The Kenbridge-Victoria Dispatch asked people for their memories of where they were, what they were doing and what they were thinking on Sept. 11, 2001. These responses were solicited in the newspaper, on Facebook and on our website, inviting people to respond via the website, Facebook or email. Below are some of the responses we received. Responses have been edited for spelling, grammar, style and length.
I was at my mother’s house with my newborn son. My big brother was in the military and at the time he was stationed in Washington DC. I couldn’t turn away from the TV. Then around 2 in the afternoon the phone rang and it was him. He only had a minute but wanted to let us know that he was all right. Relief washed over me and I didn’t realize it until that moment that I hadn’t taken a real breath since the news is started.
Tammy Wallace Matthews
I was teaching third grade at Victoria Elementary School. I remember walking with my children down the hallway toward the gym and Dave Peters, the PE teacher, came down the hallway and told us what had happened. I remember not even feeling like I could comprehend what was being said. I remember feeling so empty, so concerned for the future of our country, worried about our troops, and numb thinking about the evil that was happening around us.
I also remember being checked on by family and friends that day and in the days to come. I remember Americans becoming a united force again. I remember that you could not find an American flag to fly because all were bought and placed out with pride. Stores were sold out. I remember churches being open for prayers, people donating blood, and America forgetting our differences and focusing on what made us united. I remember people praying and asking God to help us, to be with us, and to guide us. We became one nation under God again.
I remember being afraid for my own children — what would the future of America look like? I remember meeting around the flagpole to pray in the mornings to come, holding hands with fellow Americans, wearing red, white and blue, and being proud to be an American.
We are the home of the free because of the brave and I will never be able to fully show my appreciation for those that have served this wonderful country that we live in. May we never forget that the life we live is one that many only dream of having.
At work and very pregnant with my first child while my husband was working at Dulles Airport for work. Cellphone service was overloaded and I was in the dark if husband was OK. Thankfully he was!
I was in first grade at Pineville Elementary School in Long Beach, Mississippi. The reason I joined the army when I turned 18 and served in the 82nd airborne division
I was working at Valutree Tax Service a subsidiary of SunTrust. Myself and several managers were on our way to the funeral of a co-worker who was a retired marine. It was a sad day all-around.
I was looking at the morning news. I was working at Time Life Music, the break room was full with people looking at breaking news. I called a friend that worked a few blocks from the twin towers and told her what was going on — thank God for old landline phones.
Amy Hatcher Reese
I was a senior at Central High School. I was in Mark Bailey’s class when they turned the TV on! We were all in complete shock! The world truly stopped turning on that September day.
I was working at Fort Pickett on that horrible Tuesday, Me and another co-worker watched it all on live TV. I’ll never forget that day and every anniversary since.
Sherrill Pulley Mulkearns
I was teaching eighth grade physical science at John Rolfe Middle School in Henrico County. I had a class full of students and heard some teachers in the hall discussing it, but I didn’t get any details on what had happened. Then the AP came by and said, “Do not turn on the TV,” but she did allow me to step outside so she could fill me in.
I am sitting in the transportation office at Cumberland County Public Schools talking with my boss and four other bus drivers when it came over the TV in his office. Just unbelievable what we were hearing and seeing. Started praying for the people in New York and the United States to keep us protected. We all wanted to go back to the schools to get our children.
Jennifer Jackson Sullivan
I was teaching sixth grade math at Fairfield Middle School in Henrico, near the Richmond airport. Our school went on lockdown, and once that was lifted, teachers gathered in the library during their planning periods to watch the news. It was a feeling like no other.

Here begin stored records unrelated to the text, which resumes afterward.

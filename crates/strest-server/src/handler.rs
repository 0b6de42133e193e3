//! The application-facing handler trait dispatched to by [`crate::Router`].

use strest_protocol::Request;

use crate::txn::Txn;

/// Implemented by application request handlers, registered against a route
/// pattern and method via [`crate::Router::register`].
#[async_trait::async_trait]
pub trait Handler: Send + Sync {
    async fn handle(&self, req: Request, txn: Txn);
}

/// Adapts a plain async closure into a [`Handler`], for simple routes that
/// don't need their own named type.
pub struct FnHandler<F>(pub F);

#[async_trait::async_trait]
impl<F, Fut> Handler for FnHandler<F>
where
    F: Fn(Request, Txn) -> Fut + Send + Sync,
    Fut: std::future::Future<Output = ()> + Send,
{
    async fn handle(&self, req: Request, txn: Txn) {
        (self.0)(req, txn).await;
    }
}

My now husband was deployed on a navy ship and I was working at a school. I saw the video on a TV in the teachers’ lounge. The school was in lock-down. We lived in Chesapeake at the time. I remember freaking out because he wasn’t able to answer my emails.
Misty Soyars Dooley
I was at home with my one year old son. I normally kept the TV off during the day, but it was on for some reason that day when there was breaking news. They didn’t know what caused the first plane to hit the tower and while they were broadcasting live, the second plane hit. That’s when it was said they believed we were under some kind of terrorist attack and they discovered a third plane was hijacked, but still in the air. It was the strangest feeling and so scary at the same time — the uncertainty of what would be next was the worst. Something I will never forget.
I was a freshman at Longwood College, in biology class. All of the TVs came on, and we watched in horror and silence. When the news reported the Pentagon had been hit, several students jumped up and ran to their dorms because their parents worked there. It was surreal.
Working for J A Barker construction. Operating heavy equipment. Doing dirt work for the new Boydton industrial park where Microsoft is now.
Robin Rutledge Gregory
Senior at Central High School, I went to the nurse for Tylenol and heard it on her radio.
Baileys cigarettes. Joann crying in the conference room.